▶ **Assignment**
Among the lines below, some may contain the string "clear". Say how many do, and give nothing besides the number.

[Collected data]
* * *

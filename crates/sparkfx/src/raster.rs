//! # Raster Surface
//!
//! A [`Surface`] that paints into a `tiny_skia::Pixmap`, for headless
//! rendering, snapshots and the demo binary.
//!
//! Global alpha and blend mode live on a save/restore stack, like a 2D
//! canvas context. Text is not shaped: `fill_text` paints a translucent
//! placeholder box covering roughly where the glyphs would go.

use std::path::Path;

use thiserror::Error;
use tiny_skia as sk;

use sparkfx_core::{BlendMode, Color, Point, Rect, Surface};

/// Errors from the raster backend.
#[derive(Error, Debug)]
pub enum RasterError {
    /// Zero or oversized dimensions.
    #[error("invalid pixmap size: {width}x{height}")]
    InvalidSize {
        /// Requested width.
        width: u32,
        /// Requested height.
        height: u32,
    },

    /// PNG encoding or writing failed.
    #[error("png export failed: {0}")]
    Encode(String),
}

/// Result type for raster operations.
pub type RasterResult<T> = Result<T, RasterError>;

#[derive(Debug, Clone, Copy)]
struct DrawState {
    alpha: f32,
    blend: BlendMode,
}

impl Default for DrawState {
    fn default() -> Self {
        Self {
            alpha: 1.0,
            blend: BlendMode::SourceOver,
        }
    }
}

/// CPU rasterizer surface.
pub struct PixmapSurface {
    pixmap: sk::Pixmap,
    state: DrawState,
    stack: Vec<DrawState>,
}

impl PixmapSurface {
    /// Creates a transparent surface.
    ///
    /// # Errors
    ///
    /// Returns [`RasterError::InvalidSize`] for zero or oversized dimensions.
    pub fn new(width: u32, height: u32) -> RasterResult<Self> {
        let pixmap = sk::Pixmap::new(width, height).ok_or(RasterError::InvalidSize { width, height })?;
        Ok(Self {
            pixmap,
            state: DrawState::default(),
            stack: Vec::new(),
        })
    }

    /// Width in pixels.
    #[must_use]
    pub fn width(&self) -> u32 {
        self.pixmap.width()
    }

    /// Height in pixels.
    #[must_use]
    pub fn height(&self) -> u32 {
        self.pixmap.height()
    }

    /// Fills every pixel with `color` and resets the drawing state.
    pub fn clear(&mut self, color: Color) {
        self.pixmap.fill(to_sk(color));
        self.state = DrawState::default();
        self.stack.clear();
    }

    /// The underlying pixmap.
    #[must_use]
    pub fn pixmap(&self) -> &sk::Pixmap {
        &self.pixmap
    }

    /// Consumes the surface, returning the pixmap.
    #[must_use]
    pub fn into_pixmap(self) -> sk::Pixmap {
        self.pixmap
    }

    /// Alpha of the pixel at `(x, y)`, `None` if out of bounds.
    #[must_use]
    pub fn alpha_at(&self, x: u32, y: u32) -> Option<u8> {
        self.pixmap.pixel(x, y).map(|p| p.alpha())
    }

    /// Encodes the current frame as PNG bytes.
    ///
    /// # Errors
    ///
    /// Returns [`RasterError::Encode`] if encoding fails.
    pub fn encode_png(&self) -> RasterResult<Vec<u8>> {
        self.pixmap
            .encode_png()
            .map_err(|e| RasterError::Encode(e.to_string()))
    }

    /// Writes the current frame to `path` as PNG.
    ///
    /// # Errors
    ///
    /// Returns [`RasterError::Encode`] if encoding or writing fails.
    pub fn save_png(&self, path: impl AsRef<Path>) -> RasterResult<()> {
        let path = path.as_ref();
        self.pixmap
            .save_png(path)
            .map_err(|e| RasterError::Encode(format!("{}: {e}", path.display())))?;
        tracing::info!("Wrote frame to {}", path.display());
        Ok(())
    }

    fn paint(&self, color: Color) -> sk::Paint<'static> {
        let mut paint = sk::Paint::default();
        paint.set_color(to_sk(color.with_opacity(self.state.alpha)));
        paint.anti_alias = true;
        paint.blend_mode = blend(self.state.blend);
        paint
    }

    fn fill(&mut self, path: &sk::Path, paint: &sk::Paint<'_>) {
        self.pixmap
            .fill_path(path, paint, sk::FillRule::Winding, sk::Transform::identity(), None);
    }

    fn stroke(&mut self, path: &sk::Path, width: f32, paint: &sk::Paint<'_>) {
        let stroke = sk::Stroke {
            width,
            line_cap: sk::LineCap::Round,
            ..sk::Stroke::default()
        };
        self.pixmap
            .stroke_path(path, paint, &stroke, sk::Transform::identity(), None);
    }
}

impl std::fmt::Debug for PixmapSurface {
    fn fmt(&self, f: &mut std::fmt::Formatter<'_>) -> std::fmt::Result {
        f.debug_struct("PixmapSurface")
            .field("width", &self.width())
            .field("height", &self.height())
            .field("depth", &self.stack.len())
            .finish_non_exhaustive()
    }
}

impl Surface for PixmapSurface {
    fn save(&mut self) {
        self.stack.push(self.state);
    }

    fn restore(&mut self) {
        if let Some(state) = self.stack.pop() {
            self.state = state;
        }
    }

    fn set_global_alpha(&mut self, alpha: f32) {
        self.state.alpha = if alpha.is_nan() { 0.0 } else { alpha.clamp(0.0, 1.0) };
    }

    fn set_blend(&mut self, mode: BlendMode) {
        self.state.blend = mode;
    }

    fn fill_circle(&mut self, center: Point, radius: f32, color: Color) {
        if let Some(path) = sk::PathBuilder::from_circle(center.x, center.y, radius) {
            let paint = self.paint(color);
            self.fill(&path, &paint);
        }
    }

    fn stroke_circle(&mut self, center: Point, radius: f32, width: f32, color: Color) {
        if let Some(path) = sk::PathBuilder::from_circle(center.x, center.y, radius) {
            let paint = self.paint(color);
            self.stroke(&path, width, &paint);
        }
    }

    fn fill_rect(&mut self, rect: Rect, color: Color) {
        self.fill_polygon(&rect.corners(), color);
    }

    fn fill_polygon(&mut self, points: &[Point], color: Color) {
        if let Some(path) = polygon(points) {
            let paint = self.paint(color);
            self.fill(&path, &paint);
        }
    }

    fn stroke_line(&mut self, from: Point, to: Point, width: f32, color: Color) {
        let mut pb = sk::PathBuilder::new();
        pb.move_to(from.x, from.y);
        pb.line_to(to.x, to.y);
        if let Some(path) = pb.finish() {
            let paint = self.paint(color);
            self.stroke(&path, width, &paint);
        }
    }

    fn fill_radial_glow(&mut self, center: Point, radius: f32, color: Color) {
        let Some(path) = sk::PathBuilder::from_circle(center.x, center.y, radius) else {
            return;
        };
        let inner = color.with_opacity(self.state.alpha);
        let stops = vec![
            sk::GradientStop::new(0.0, to_sk(inner)),
            sk::GradientStop::new(1.0, to_sk(inner.with_opacity(0.0))),
        ];
        let origin = sk::Point::from_xy(center.x, center.y);
        let Some(shader) = sk::RadialGradient::new(
            origin,
            origin,
            radius,
            stops,
            sk::SpreadMode::Pad,
            sk::Transform::identity(),
        ) else {
            return;
        };
        let paint = sk::Paint {
            shader,
            anti_alias: true,
            blend_mode: blend(self.state.blend),
            ..sk::Paint::default()
        };
        self.fill(&path, &paint);
    }

    fn fill_text(&mut self, text: &str, at: Point, size: f32, color: Color) {
        let width = size * 0.6 * text.chars().count() as f32;
        if let Some(rect) = sk::Rect::from_xywh(at.x, at.y - size, width, size) {
            let path = sk::PathBuilder::from_rect(rect);
            let paint = self.paint(color.with_opacity(0.5));
            self.fill(&path, &paint);
        }
    }
}

fn to_sk(color: Color) -> sk::Color {
    sk::Color::from_rgba8(color.r, color.g, color.b, color.a)
}

fn blend(mode: BlendMode) -> sk::BlendMode {
    match mode {
        BlendMode::SourceOver => sk::BlendMode::SourceOver,
        BlendMode::Additive => sk::BlendMode::Plus,
        BlendMode::Multiply => sk::BlendMode::Multiply,
        BlendMode::Screen => sk::BlendMode::Screen,
    }
}

fn polygon(points: &[Point]) -> Option<sk::Path> {
    let (first, rest) = points.split_first()?;
    let mut pb = sk::PathBuilder::new();
    pb.move_to(first.x, first.y);
    for p in rest {
        pb.line_to(p.x, p.y);
    }
    pb.close();
    pb.finish()
}

#[cfg(test)]
mod tests {
    use super::*;

    #[test]
    fn test_zero_size_is_rejected() {
        assert!(matches!(
            PixmapSurface::new(0, 10),
            Err(RasterError::InvalidSize { width: 0, height: 10 })
        ));
    }

    #[test]
    fn test_circle_paints_center_only() {
        let mut surface = PixmapSurface::new(32, 32).unwrap();
        surface.fill_circle(Point::new(16.0, 16.0), 4.0, Color::rgb(255, 0, 0));
        assert_eq!(surface.alpha_at(16, 16), Some(255));
        assert_eq!(surface.alpha_at(1, 1), Some(0));
    }

    #[test]
    fn test_global_alpha_is_scoped_by_save_restore() {
        let mut surface = PixmapSurface::new(32, 32).unwrap();
        surface.save();
        surface.set_global_alpha(0.0);
        surface.fill_circle(Point::new(8.0, 8.0), 4.0, Color::WHITE);
        surface.restore();
        surface.fill_circle(Point::new(24.0, 24.0), 4.0, Color::WHITE);

        assert_eq!(surface.alpha_at(8, 8), Some(0));
        assert_eq!(surface.alpha_at(24, 24), Some(255));
    }

    #[test]
    fn test_unbalanced_restore_is_harmless() {
        let mut surface = PixmapSurface::new(8, 8).unwrap();
        surface.restore();
        surface.fill_rect(Rect::centered(Point::new(4.0, 4.0), 8.0, 8.0), Color::WHITE);
        assert_eq!(surface.alpha_at(4, 4), Some(255));
    }

    #[test]
    fn test_glow_fades_outwards() {
        let mut surface = PixmapSurface::new(64, 64).unwrap();
        surface.fill_radial_glow(Point::new(32.0, 32.0), 30.0, Color::WHITE);
        let center = surface.alpha_at(32, 32).unwrap();
        let edge = surface.alpha_at(32, 60).unwrap();
        assert!(center > edge);
    }

    #[test]
    fn test_png_encoding() {
        let surface = PixmapSurface::new(4, 4).unwrap();
        let bytes = surface.encode_png().unwrap();
        assert_eq!(&bytes[1..4], b"PNG");
    }
}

* * *

▶ **Written response**
2